Colour Evolution, 2001, still images from animation

 
An Everywhere of Silver, installation view, Proverbs for Ouroboros, Trondheim Kunstmuseum, 2016

An Everywhere of Silver, installation view, Proverbs for Ouroboros, Trondheim Kunstmuseum, 2016

 

Colour Evolution
2001, video animation, 42s, mute

 

Colour Evolution

2001
Video animation, 42s, mute

Images move by in a flash. A human cell? A tree branch? Or a sliver of bone?

Mai Hofstad Gunnes ́ video Colour Evolution seems to document an organic story but leaves the spectator looking for a coherent narrative. As one image is swallowed by the next, one senses a higher order, only to see it disappear like a train one failed to catch. The images (ninety-nine appear in twenty-five seconds) have been taken from a German biology book from the sixties, an old paperback that Gunnes purchased in Berlin. ”I was fascinated by the drawings which, in a way should represent science and truth,” recalls Gunnes. ”On the contrary, I thought they were more like fiction because as drawings, they were so simplified and colourful.”
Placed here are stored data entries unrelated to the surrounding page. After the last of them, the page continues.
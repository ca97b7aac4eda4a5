use std::time::Duration;

use energy_client::domain::RawDeviceReading;
use serde::Deserialize;
use time::OffsetDateTime;
use tracing::{debug, instrument};

use crate::{
    config::{DeviceConfig, DeviceCredentials},
    pipeline::{Envelope, EnvelopeStream, PipelineError, Source},
};

/// Device status client for a Tuya-style smart meter.
///
/// Sends the configured credentials as pre-issued `client_id` and
/// `access_token` headers; no request signing or token refresh.
#[derive(Clone)]
pub struct TuyaHttpSource {
    client: reqwest::Client,
    status_url: String,
    access_id: String,
    access_token: String,
    energy_code: String,
    unit_scale: f64,
    timeout: Duration,
}

#[derive(Debug, Deserialize)]
struct StatusResponse {
    success: bool,
    #[serde(default)]
    msg: Option<String>,
    #[serde(default)]
    result: Vec<StatusItem>,
}

#[derive(Debug, Deserialize)]
struct StatusItem {
    code: String,
    value: serde_json::Value,
}

/// Extracts the energy counter from a status response body.
fn parse_status(
    body: &str,
    energy_code: &str,
    unit_scale: f64,
    read_at: OffsetDateTime,
) -> Result<RawDeviceReading, PipelineError> {
    let status: StatusResponse = serde_json::from_str(body)
        .map_err(|e| PipelineError::DeviceProtocol(format!("malformed status response: {e}")))?;

    if !status.success {
        return Err(PipelineError::DeviceProtocol(format!(
            "device API error: {}",
            status.msg.as_deref().unwrap_or("unknown error")
        )));
    }

    debug!(
        codes = ?status.result.iter().map(|i| i.code.as_str()).collect::<Vec<_>>(),
        "available data points"
    );

    let item = status
        .result
        .iter()
        .find(|i| i.code == energy_code)
        .ok_or_else(|| {
            PipelineError::DeviceProtocol(format!("{energy_code} not found in device data"))
        })?;

    let value = match &item.value {
        serde_json::Value::Null => None,
        v => Some(v.as_f64().ok_or_else(|| {
            PipelineError::DeviceProtocol(format!("{energy_code} is not numeric: {v}"))
        })?),
    };

    Ok(RawDeviceReading {
        value,
        unit_scale,
        read_at,
    })
}

impl TuyaHttpSource {
    pub fn new(device: &DeviceConfig, credentials: &DeviceCredentials) -> Self {
        let status_url = format!(
            "{}/v1.0/devices/{}/status",
            device.endpoint.trim_end_matches('/'),
            credentials.device_id
        );

        Self {
            client: reqwest::Client::new(),
            status_url,
            access_id: credentials.access_id.clone(),
            access_token: credentials.access_key.clone(),
            energy_code: device.energy_code.clone(),
            unit_scale: device.unit_scale,
            timeout: Duration::from_secs(device.timeout_secs),
        }
    }

    /// One status call, bounded by the configured timeout.
    #[instrument(skip(self), fields(url = %self.status_url))]
    pub async fn read_counter(&self) -> Result<RawDeviceReading, PipelineError> {
        let body = tokio::time::timeout(self.timeout, self.fetch_status())
            .await
            .map_err(|_| {
                PipelineError::DeviceUnavailable(format!(
                    "no response within {}s",
                    self.timeout.as_secs()
                ))
            })??;

        let raw = parse_status(&body, &self.energy_code, self.unit_scale, OffsetDateTime::now_utc())?;
        tracing::info!(value = ?raw.value, unit_scale = raw.unit_scale, "counter read from device");
        Ok(raw)
    }

    async fn fetch_status(&self) -> Result<String, PipelineError> {
        let response = self
            .client
            .get(&self.status_url)
            .header("client_id", &self.access_id)
            .header("access_token", &self.access_token)
            .send()
            .await
            .map_err(|e| PipelineError::DeviceUnavailable(e.to_string()))?;

        debug!(status = %response.status(), "received status response");
        let response = response
            .error_for_status()
            .map_err(|e| PipelineError::DeviceUnavailable(e.to_string()))?;

        response
            .text()
            .await
            .map_err(|e| PipelineError::DeviceUnavailable(e.to_string()))
    }
}

#[async_trait::async_trait]
impl Source<RawDeviceReading> for TuyaHttpSource {
    async fn stream(&self) -> EnvelopeStream<RawDeviceReading> {
        let this = self.clone();
        let s = async_stream::try_stream! {
            let raw = this.read_counter().await.map_err(|e| {
                metrics::counter!("device_read_errors_total").increment(1);
                e
            })?;
            yield Envelope::now(raw);
        };

        Box::pin(s)
    }
}
use std::{pin::Pin, time::SystemTime};

use energy_client::{
    db::{ReadingStore, StoreError},
    domain::{RawDeviceReading, Reading},
};
use futures::{Stream, StreamExt};

use crate::sinks::Ingestor;

#[derive(Debug, Clone)]
pub struct Envelope<T> {
    pub payload: T,
    pub received_at: SystemTime,
}

impl<T> Envelope<T> {
    pub fn now(payload: T) -> Self {
        Self {
            payload,
            received_at: SystemTime::now(),
        }
    }
}

#[derive(thiserror::Error, Debug)]
pub enum PipelineError {
    #[error("invalid reading: {0}")]
    Validation(String),
    #[error("device unavailable: {0}")]
    DeviceUnavailable(String),
    #[error("device protocol error: {0}")]
    DeviceProtocol(String),
    #[error("source error: {0}")]
    Source(String),
    #[error("input unavailable: {0}")]
    InputUnavailable(String),
    #[error(transparent)]
    Store(#[from] StoreError),
    #[error("render error: {0}")]
    Render(String),
}

impl PipelineError {
    /// Errors confined to a single input record.
    pub fn is_record_level(&self) -> bool {
        matches!(self, Self::Validation(_) | Self::Source(_))
    }
}

pub type EnvelopeStream<T> = Pin<Box<dyn Stream<Item = Result<Envelope<T>, PipelineError>> + Send>>;

#[async_trait::async_trait]
pub trait Source<T>: Send + Sync {
    async fn stream(&self) -> EnvelopeStream<T>;
}

/// What to do with a record that fails validation or parsing.
#[derive(Debug, Clone, Copy, PartialEq, Eq)]
pub enum FailurePolicy {
    Abort,
    SkipInvalid,
}

#[derive(Debug, Default)]
pub struct IngestReport {
    pub ingested: usize,
    pub rejected: usize,
    pub last: Option<Reading>,
}

pub struct Pipeline<'a, S, St: ReadingStore + ?Sized> {
    pub source: S,
    pub ingestor: Ingestor<'a, St>,
    pub policy: FailurePolicy,
}

impl<'a, S, St> Pipeline<'a, S, St>
where
    S: Source<RawDeviceReading>,
    St: ReadingStore + ?Sized,
{
    /// Drains the source into the store. Device and store failures always
    /// abort; record-level failures abort only under `FailurePolicy::Abort`.
    pub async fn run(self) -> Result<IngestReport, PipelineError> {
        let mut stream = self.source.stream().await;
        let mut report = IngestReport::default();

        while let Some(item) = stream.next().await {
            match item.and_then(|env| self.ingestor.ingest(env.payload)) {
                Ok(reading) => {
                    report.ingested += 1;
                    report.last = Some(reading);
                }
                Err(e) if self.policy == FailurePolicy::SkipInvalid && e.is_record_level() => {
                    tracing::warn!(error = %e, "skipping rejected record");
                    report.rejected += 1;
                }
                Err(e) => return Err(e),
            }
        }

        Ok(report)
    }
}
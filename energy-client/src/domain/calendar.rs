use std::{fmt, str::FromStr};

use time::{macros::format_description, Date, OffsetDateTime, PrimitiveDateTime, Time, UtcOffset};

/// Calendar month used as the aggregation grain, rendered as `YYYY-MM`.
#[derive(Debug, Clone, Copy, PartialEq, Eq, PartialOrd, Ord, Hash)]
pub struct YearMonth {
    year: i32,
    month: u8,
}

#[derive(Debug, thiserror::Error)]
#[error("invalid year-month '{0}', expected YYYY-MM")]
pub struct ParseYearMonthError(String);

impl YearMonth {
    pub fn new(year: i32, month: u8) -> Option<Self> {
        (1..=12).contains(&month).then_some(Self { year, month })
    }

    pub fn of(date: Date) -> Self {
        Self {
            year: date.year(),
            month: u8::from(date.month()),
        }
    }

    /// The month containing the current UTC instant.
    pub fn current() -> Self {
        Self::of(OffsetDateTime::now_utc().date())
    }

    pub fn year(&self) -> i32 {
        self.year
    }

    pub fn month(&self) -> u8 {
        self.month
    }

    pub fn contains(&self, date: Date) -> bool {
        Self::of(date) == *self
    }
}

impl fmt::Display for YearMonth {
    fn fmt(&self, f: &mut fmt::Formatter<'_>) -> fmt::Result {
        write!(f, "{:04}-{:02}", self.year, self.month)
    }
}

impl FromStr for YearMonth {
    type Err = ParseYearMonthError;

    fn from_str(s: &str) -> Result<Self, Self::Err> {
        let err = || ParseYearMonthError(s.to_string());
        let (year, month) = s.trim().split_once('-').ok_or_else(err)?;
        if year.len() != 4 || month.len() != 2 {
            return Err(err());
        }
        let year: i32 = year.parse().map_err(|_| err())?;
        let month: u8 = month.parse().map_err(|_| err())?;
        Self::new(year, month).ok_or_else(err)
    }
}

/// `YYYY-MM-DD`
pub fn format_date(date: Date) -> String {
    format!(
        "{:04}-{:02}-{:02}",
        date.year(),
        u8::from(date.month()),
        date.day()
    )
}

/// `HH:MM:SS`
pub fn format_clock(time: Time) -> String {
    format!("{:02}:{:02}:{:02}", time.hour(), time.minute(), time.second())
}

/// `YYYY-MM-DD HH:MM:SS UTC`, the timestamp format of the stored CSV files.
pub fn format_utc_timestamp(ts: OffsetDateTime) -> String {
    let ts = ts.to_offset(UtcOffset::UTC);
    format!("{} {} UTC", format_date(ts.date()), format_clock(ts.time()))
}

pub fn parse_date(s: &str) -> Option<Date> {
    Date::parse(s.trim(), format_description!("[year]-[month]-[day]")).ok()
}

pub fn parse_utc_timestamp(s: &str) -> Option<OffsetDateTime> {
    PrimitiveDateTime::parse(
        s.trim(),
        format_description!("[year]-[month]-[day] [hour]:[minute]:[second] UTC"),
    )
    .ok()
    .map(PrimitiveDateTime::assume_utc)
}
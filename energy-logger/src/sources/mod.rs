pub mod backfill_file;
pub mod tuya_http;

pub use backfill_file::BackfillFileSource;
pub use tuya_http::TuyaHttpSource;
use anyhow::Result;
use energy_client::domain::YearMonth;
use energy_logger::{
    config::AppConfig, observability, publish::SnapshotPublisher, render::MarkdownDashboard,
    sinks::CsvFileStore,
};
use std::env;

/// Rebuilds the dashboard from stored data without contacting the device.
/// Optional argument: the `YYYY-MM` month for the daily chart.
fn main() -> Result<()> {
    dotenvy::dotenv().ok();
    observability::init_tracing();

    let month = match env::args().nth(1) {
        Some(arg) => arg.parse::<YearMonth>()?,
        None => YearMonth::current(),
    };

    let cfg = AppConfig::load()?;
    let store = CsvFileStore::open(&cfg.storage.data_dir)?;
    let dashboard = MarkdownDashboard::new(cfg.dashboard_path());
    SnapshotPublisher::new(&store).render(&dashboard, month)?;

    Ok(())
}
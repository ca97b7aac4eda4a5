use time::{Date, OffsetDateTime, Time, UtcOffset};

use super::calendar::{format_clock, format_date, YearMonth};

/// Raw counter sample as reported by the device, before unit conversion.
#[derive(Debug, Clone, PartialEq)]
pub struct RawDeviceReading {
    /// Counter value in device units; `None` when the device reported null.
    pub value: Option<f64>,
    /// Divisor turning device units into kWh.
    pub unit_scale: f64,
    pub read_at: OffsetDateTime,
}

/// One cumulative-counter sample. `date` and `time` are the UTC components
/// of `timestamp`.
#[derive(Debug, Clone, PartialEq)]
pub struct Reading {
    pub timestamp: OffsetDateTime,
    pub value_kwh: f64,
    pub date: Date,
    pub time: Time,
}

impl Reading {
    pub fn new(timestamp: OffsetDateTime, value_kwh: f64) -> Self {
        let timestamp = timestamp.to_offset(UtcOffset::UTC);
        Self {
            timestamp,
            value_kwh,
            date: timestamp.date(),
            time: timestamp.time(),
        }
    }

    pub fn year_month(&self) -> YearMonth {
        YearMonth::of(self.date)
    }

    /// Human readable form, e.g. `1234.5 kWh at 2024-01-01 10:00:00 UTC`.
    /// Whole values keep one decimal place (`20.0 kWh`).
    pub fn label(&self) -> String {
        format!(
            "{:?} kWh at {} {} UTC",
            self.value_kwh,
            format_date(self.date),
            format_clock(self.time)
        )
    }
}

/// Readings for exactly one calendar date, in append order.
#[derive(Debug, Clone, PartialEq)]
pub struct DailyLog {
    pub date: Date,
    pub readings: Vec<Reading>,
}

impl DailyLog {
    pub fn new(date: Date) -> Self {
        Self {
            date,
            readings: Vec::new(),
        }
    }

    pub fn is_empty(&self) -> bool {
        self.readings.is_empty()
    }

    pub fn first(&self) -> Option<&Reading> {
        self.readings.first()
    }

    pub fn last(&self) -> Option<&Reading> {
        self.readings.last()
    }

    /// Values of the first and last reading of the day.
    pub fn bounds(&self) -> Option<(f64, f64)> {
        Some((self.first()?.value_kwh, self.last()?.value_kwh))
    }
}

/// Most recent reading together with its display label.
#[derive(Debug, Clone, PartialEq)]
pub struct LatestSnapshot {
    pub reading: Reading,
    pub label: String,
}

impl From<Reading> for LatestSnapshot {
    fn from(reading: Reading) -> Self {
        let label = reading.label();
        Self { reading, label }
    }
}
After scanning the images, Gunnes ignored the order dictated by the evolutionary chro-nology and instead sorted them according to colour. While colour turns out to be the key behind the sequence, the solution is hardly satisfying. Colours can be easily matched, but how do they work out in time? Should orange come after red? Is green more historic than pale yellow?

The predicament recalls Foucault ́s attempt to come to grips with Borges ́ tale of the Chinese encyclopaedia. Language provides a place where the odd categories of ani-mals (owned by the emperor; embalmed, tamed etc) can meet. As Foucault points out, aphasics, who are deprived of language, cannot form such an order. When confronted with multi-coloured skeins of wool, they keep re-organising them until anxiety sets in. One can appreciate their anxiety. By rapidly mixing colour and time, Gunnes suggests that order is far from self-evident, even for those mastering language. ”For me, the work is about the systemisation of things, the need to make one ́s own system.” The order of the book, whether a German biology text or a Chinese encyclopaedia, is lost in the blink of an eye.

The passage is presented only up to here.